Goondex/docs/CHANGELOG.md

12 KiB
Raw Blame History

📜 Goondex — Full Changelog

Repository: Leak Technologies
Branch: main
Version Line: v0.3.x Development Cycle
Formerly: Porndex Importer (PornPics Importer Module)


[v0.3.3] — Stable CLI Alias & Import Path Fix (2025-11-06)

Added

  • Introduced unified goondex CLI alias, now functional across Fish, Bash, and Zsh shells.
  • Added --help and --version flags with consistent colorized output.
  • Standardized usage and examples block for user clarity.

🛠 Changed

  • Refactored all internal imports to use absolute src.importer.* paths for compatibility.
  • Updated gallery_importer.py to call src.importer.tag_gallery for subprocess calls.
  • Simplified alias setup scripts under /src/utils/install_alias.sh and /src/utils/install_alias.fish.

🧹 Maintenance

  • Rebuilt virtual environment (.venv) and dependency tree under Python 3.13.
  • Verified clean CLI operation with goondex --version and goondex --help.
  • Confirmed consistent behavior across development and installed modes.

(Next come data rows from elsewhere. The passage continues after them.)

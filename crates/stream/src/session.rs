// SPDX-License-Identifier: BUSL-1.1
// Copyright (c) 2026 Alfred Jean LLC

//! `MessageSession`: frames and unframes multipart messages with identity
//! prefixing (spec.md §2 `MessageSession`, §6 "Message envelope").
//!
//! Wire shape: `[...identities, delimiter, header_json, parent_header_json,
//! metadata_json, content_json, ...buffers]`.

use pf_core::message::{Header, Message};
use serde_json::Value;

use crate::codec::{Codec, JsonCodec};
use crate::error::StreamError;
use crate::transport::Frames;

/// The delimiter separating routing identities from the message body.
pub const DELIMITER: &[u8] = b"<IDS|MSG>";

pub struct MessageSession<C: Codec = JsonCodec> {
    codec: C,
}

impl Default for MessageSession<JsonCodec> {
    fn default() -> Self {
        Self { codec: JsonCodec }
    }
}

impl<C: Codec> MessageSession<C> {
    pub fn new(codec: C) -> Self {
        Self { codec }
    }

    /// Frame a `Message` into wire frames, preserving its `identities`
    /// prefix verbatim (spec.md §8 invariant 3, identities round-trip).
    pub fn pack(&self, msg: &Message) -> Result<Frames, StreamError> {
        let mut frames: Frames = msg.identities.clone();
        frames.push(DELIMITER.to_vec());
        frames.push(self.codec.encode(&msg.header)?);
        frames.push(match &msg.parent_header {
            Some(h) => self.codec.encode(h)?,
            None => self.codec.encode(&Value::Object(Default::default()))?,
        });
        frames.push(self.codec.encode(&msg.metadata)?);
        frames.push(self.codec.encode(&msg.content)?);
        frames.extend(msg.buffers.iter().cloned());
        Ok(frames)
    }

    /// Unframe wire frames into a `Message`, splitting off the identity
    /// prefix at the delimiter.
    pub fn unpack(&self, frames: Frames) -> Result<Message, StreamError> {
        let delim_pos = frames
            .iter()
            .position(|f| f.as_slice() == DELIMITER)
            .ok_or_else(|| StreamError::Framing("missing <IDS|MSG> delimiter".into()))?;
        let identities = frames[..delim_pos].to_vec();
        let body = &frames[delim_pos + 1..];
        if body.len() < 4 {
            return Err(StreamError::Framing(format!(
                "expected at least 4 body frames, got {}",
                body.len()
            )));
        }

        let header: Header = self.codec.decode(&body[0])?;
        let parent_value: Value = self.codec.decode(&body[1])?;
        let parent_header = if parent_value.as_object().is_some_and(|o| o.is_empty()) {
            None
        } else {
            Some(self.codec.decode(&body[1])?)
        };
        let metadata: Value = self.codec.decode(&body[2])?;
        let content: Value = self.codec.decode(&body[3])?;
        let buffers = body[4..].to_vec();

        Ok(Message {
            header,
            parent_header,
            metadata,
            content,
            buffers,
            identities,
        })
    }
}
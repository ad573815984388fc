// SPDX-License-Identifier: BUSL-1.1
// Copyright (c) 2026 Alfred Jean LLC

//! The lifecycle states shared by every `Launcher` implementation
//! (spec.md §3, §4.3): `before -> running -> after`, forward-only.

use std::fmt;

/// A launcher's position in its forward-only lifecycle.
///
/// Transitions only ever move right: `Before -> Running -> After`. No
/// launcher variant is permitted to move backward.
#[derive(Debug, Clone, Copy, PartialEq, Eq, Hash)]
pub enum LauncherState {
    /// Constructed, not yet started.
    Before,
    /// `start()` has returned successfully; the process is live.
    Running,
    /// The process has exited (cleanly, killed, or never started and
    /// abandoned) and `stop_data` is available.
    After,
}

impl LauncherState {
    /// Whether `start` is permitted from this state.
    pub fn can_start(self) -> bool {
        matches!(self, LauncherState::Before)
    }

    /// Whether `stop`/`signal` is permitted from this state.
    pub fn can_stop(self) -> bool {
        matches!(self, LauncherState::Running)
    }
}

impl fmt::Display for LauncherState {
    fn fmt(&self, f: &mut fmt::Formatter<'_>) -> fmt::Result {
        let s = match self {
            LauncherState::Before => "before",
            LauncherState::Running => "running",
            LauncherState::After => "after",
        };
        f.write_str(s)
    }
}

[v0.3.2-rebuild] — Repository Cleanup & Stabilization (2025-11-02)

Added

  • Introduced project-wide .gitignore to exclude gallery media and model weights.
  • Added VERSION file (v0.3.2) for synchronized CLI and metadata versioning.
  • Implemented environment fix for Fish-shell virtualenv activation.
  • Ensured unified porndex CLI entrypoint under /src/importer/cli.py.

🧹 Maintenance

  • Removed redundant and outdated tags (v0.3.0v0.4.1) from remote.
  • Normalized repository tree and re-pushed clean 4.6 GiB → base v0.3.2.
  • Prepared groundwork for --help and --version CLI arguments.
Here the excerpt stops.